Al iniciar los años 90, la historieta de super-héroes comenzó su estrepitoso declive en los Estados Unidos, y quiérase o no, esa situación influyó en nuestros hábitos de consumo. Ante la presencia de nuevas alternativas, ante la caída del precio de las acciones de los grandes consorcios Marvel y DC Comics, y quizá por una sociedad en crisis existencial que cambiaba rápidamente de rostro, las historias fueron cada vez más absurdas, respondiendo a las necesidades del golpe mediático y sin respeto por el lector.
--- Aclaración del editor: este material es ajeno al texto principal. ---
pub mod http_fetcher;
pub mod retriever;
pub mod route;

use async_trait::async_trait;

use crate::app::Result;

pub use retriever::FetchRetriever;
pub use route::{Envelope, Route};

#[async_trait]
pub trait Fetcher {
    /// GET `url` and return the body. Non-success statuses are errors.
    async fn get(&self, url: &str) -> Result<Vec<u8>>;
}
pub mod favorites;
pub mod sqlite;

use crate::app::Result;

pub use favorites::FavoritesStore;
pub use sqlite::SqliteStore;

/// A durable string key-value slot.
pub trait Store {
    fn get(&self, key: &str) -> Result<Option<String>>;
    fn set(&self, key: &str, value: &str) -> Result<()>;
}
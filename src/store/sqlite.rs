use std::path::Path;
use std::sync::{Mutex, MutexGuard};

use rusqlite::{params, Connection, OptionalExtension};
use rusqlite_migration::{Migrations, M};

use crate::app::{Result, TributaryError};
use crate::store::Store;

pub struct SqliteStore {
    conn: Mutex<Connection>,
}

impl SqliteStore {
    pub fn new<P: AsRef<Path>>(path: P) -> Result<Self> {
        let conn = Connection::open(path)?;
        let store = Self {
            conn: Mutex::new(conn),
        };
        store.run_migrations()?;
        Ok(store)
    }

    pub fn in_memory() -> Result<Self> {
        let conn = Connection::open_in_memory()?;
        let store = Self {
            conn: Mutex::new(conn),
        };
        store.run_migrations()?;
        Ok(store)
    }

    fn run_migrations(&self) -> Result<()> {
        let migrations = Migrations::new(vec![M::up(include_str!(
            "../../migrations/001-initial/up.sql"
        ))]);

        let mut conn = self.conn()?;
        migrations.to_latest(&mut conn)?;

        Ok(())
    }

    fn conn(&self) -> Result<MutexGuard<'_, Connection>> {
        self.conn.lock().map_err(|e| {
            TributaryError::Database(rusqlite::Error::SqliteFailure(
                rusqlite::ffi::Error::new(1),
                Some(e.to_string()),
            ))
        })
    }
}

impl Store for SqliteStore {
    fn get(&self, key: &str) -> Result<Option<String>> {
        let conn = self.conn()?;

        let value = conn
            .query_row(
                "SELECT value FROM kv WHERE key = ?1",
                params![key],
                |row| row.get(0),
            )
            .optional()?;

        Ok(value)
    }

    fn set(&self, key: &str, value: &str) -> Result<()> {
        let conn = self.conn()?;

        conn.execute(
            "INSERT INTO kv (key, value) VALUES (?1, ?2)
             ON CONFLICT(key) DO UPDATE SET value = excluded.value",
            params![key, value],
        )?;

        Ok(())
    }
}

#[cfg(test)]
mod tests {
    use super::*;

    #[test]
    fn test_get_missing_key() {
        let store = SqliteStore::in_memory().unwrap();
        assert_eq!(store.get("favorites").unwrap(), None);
    }

    #[test]
    fn test_set_and_overwrite() {
        let store = SqliteStore::in_memory().unwrap();
        store.set("favorites", "[]").unwrap();
        assert_eq!(store.get("favorites").unwrap(), Some("[]".into()));

        store.set("favorites", r#"["a"]"#).unwrap();
        assert_eq!(store.get("favorites").unwrap(), Some(r#"["a"]"#.into()));
    }

    #[test]
    fn test_values_survive_reopen() {
        let dir = tempfile::tempdir().unwrap();
        let path = dir.path().join("tributary.db");

        {
            let store = SqliteStore::new(&path).unwrap();
            store.set("favorites", r#"["https://example.com/a"]"#).unwrap();
        }

        let store = SqliteStore::new(&path).unwrap();
        assert_eq!(
            store.get("favorites").unwrap(),
            Some(r#"["https://example.com/a"]"#.into())
        );
    }
}
use crate::domain::Entry;
use crate::parser::{FeedDocument, Node};

#[derive(Clone)]
pub struct Normalizer;

impl Default for Normalizer {
    fn default() -> Self {
        Self::new()
    }
}

impl Normalizer {
    pub fn new() -> Self {
        Self
    }

    /// Extract one [`Entry`] per Atom `<entry>`, or per RSS `<item>` when the
    /// document has no Atom entries. Output follows document order.
    pub fn normalize(&self, doc: &FeedDocument) -> Vec<Entry> {
        let tag = if doc.has_tag("entry") { "entry" } else { "item" };

        let entries: Vec<Entry> = doc.elements_by_tag(tag).map(normalize_entry).collect();
        tracing::debug!("Normalized {} <{}> nodes", entries.len(), tag);
        entries
    }
}

fn normalize_entry(node: Node<'_>) -> Entry {
    let title = first_text(node, "title");
    let link = node.first_by_tag("link").and_then(|link| {
        non_empty(link.attr("href").unwrap_or_default().to_string()).or_else(|| non_empty(link.text()))
    });
    let summary = first_text(node, "summary").or_else(|| first_text(node, "description"));
    let published = first_text(node, "published").or_else(|| first_text(node, "pubDate"));
    let image_url = first_attr(node, "media:thumbnail", "url")
        .or_else(|| first_attr(node, "enclosure", "url"));

    Entry::from_parts(title, link, summary, published, image_url)
}

/// Text of the first `tag` descendant. Only that element is consulted, even
/// when it is empty and a later sibling is not.
fn first_text(node: Node<'_>, tag: &'static str) -> Option<String> {
    node.first_by_tag(tag).and_then(|n| non_empty(n.text()))
}

fn first_attr(node: Node<'_>, tag: &'static str, attr: &str) -> Option<String> {
    node.first_by_tag(tag)
        .and_then(|n| n.attr(attr))
        .and_then(|v| non_empty(v.trim().to_string()))
}

fn non_empty(value: String) -> Option<String> {
    if value.is_empty() {
        None
    } else {
        Some(value)
    }
}
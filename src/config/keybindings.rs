//! Command-word configuration for the interactive browse loop.

use serde::Deserialize;

use crate::cli::browse::Action;

/// Command words for every browse action. The first word of an input line
/// selects the action; the rest of the line is its argument.
#[derive(Debug, Clone, Deserialize)]
#[serde(default)]
pub struct KeybindingConfig {
    pub quit: Vec<String>,
    pub next_page: Vec<String>,
    pub prev_page: Vec<String>,
    pub search: Vec<String>,
    pub show_favorites: Vec<String>,
    pub show_all: Vec<String>,
    pub reload: Vec<String>,
    pub toggle_star: Vec<String>,
    pub open_in_browser: Vec<String>,
    pub load: Vec<String>,
    pub help: Vec<String>,
}

impl Default for KeybindingConfig {
    fn default() -> Self {
        Self {
            quit: vec!["q".to_string(), "quit".to_string()],
            next_page: vec!["n".to_string(), "next".to_string()],
            prev_page: vec!["p".to_string(), "prev".to_string()],
            search: vec!["s".to_string(), "/".to_string(), "search".to_string()],
            show_favorites: vec!["f".to_string(), "favorites".to_string()],
            show_all: vec!["a".to_string(), "all".to_string()],
            reload: vec!["r".to_string(), "reload".to_string()],
            toggle_star: vec!["t".to_string(), "star".to_string()],
            open_in_browser: vec!["o".to_string(), "open".to_string()],
            load: vec!["l".to_string(), "load".to_string()],
            help: vec!["h".to_string(), "?".to_string(), "help".to_string()],
        }
    }
}

impl KeybindingConfig {
    /// Get the action for one input line.
    pub fn get_action(&self, line: &str) -> Action {
        let line = line.trim();
        let (word, arg) = match line.split_once(char::is_whitespace) {
            Some((word, arg)) => (word, arg.trim()),
            None => (line, ""),
        };

        if word.is_empty() {
            Action::None
        } else if self.matches(word, &self.quit) {
            Action::Quit
        } else if self.matches(word, &self.next_page) {
            Action::NextPage
        } else if self.matches(word, &self.prev_page) {
            Action::PrevPage
        } else if self.matches(word, &self.search) {
            Action::Search(arg.to_string())
        } else if self.matches(word, &self.show_favorites) {
            Action::ShowFavorites
        } else if self.matches(word, &self.show_all) {
            Action::ShowAll
        } else if self.matches(word, &self.reload) {
            Action::Reload
        } else if self.matches(word, &self.toggle_star) {
            parse_position(arg).map_or(Action::Invalid(line.to_string()), Action::ToggleStar)
        } else if self.matches(word, &self.open_in_browser) {
            parse_position(arg).map_or(Action::Invalid(line.to_string()), Action::OpenInBrowser)
        } else if self.matches(word, &self.load) {
            Action::Load(arg.to_string())
        } else if self.matches(word, &self.help) {
            Action::Help
        } else {
            Action::Invalid(line.to_string())
        }
    }

    fn matches(&self, word: &str, bindings: &[String]) -> bool {
        bindings.iter().any(|binding| binding == word)
    }
}

/// Parse a 1-based entry number as shown in listings.
fn parse_position(arg: &str) -> Option<usize> {
    arg.parse::<usize>().ok().filter(|&n| n >= 1)
}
Si antes había libertad creativa para el escritor y el dibujante, ahora las decisiones se tomaban en juntas de accionistas donde se decidía si el Hombre Araña debería casarse o no, si Superman debería dejarse crecer el cabello, muy al estilo de los 90, y convertirse en una especie de PlayBoy metrosexual, o si Batman tendría que reflejar los antivalores de la generación X. Las revistas especializadas comenzaron a anunciar con meses de anticipación lo que sucedería en determinado título (“…y en el número 307, sorpresivamente reaparecerá Galactus”), así los accionistas podrían calcular las posibles utilidades. The New York Times comenzó a analizar el desempeño de Batman en la bolsa, y eso, supimos después, eran síntomas de una enfermedad mortal en la industria.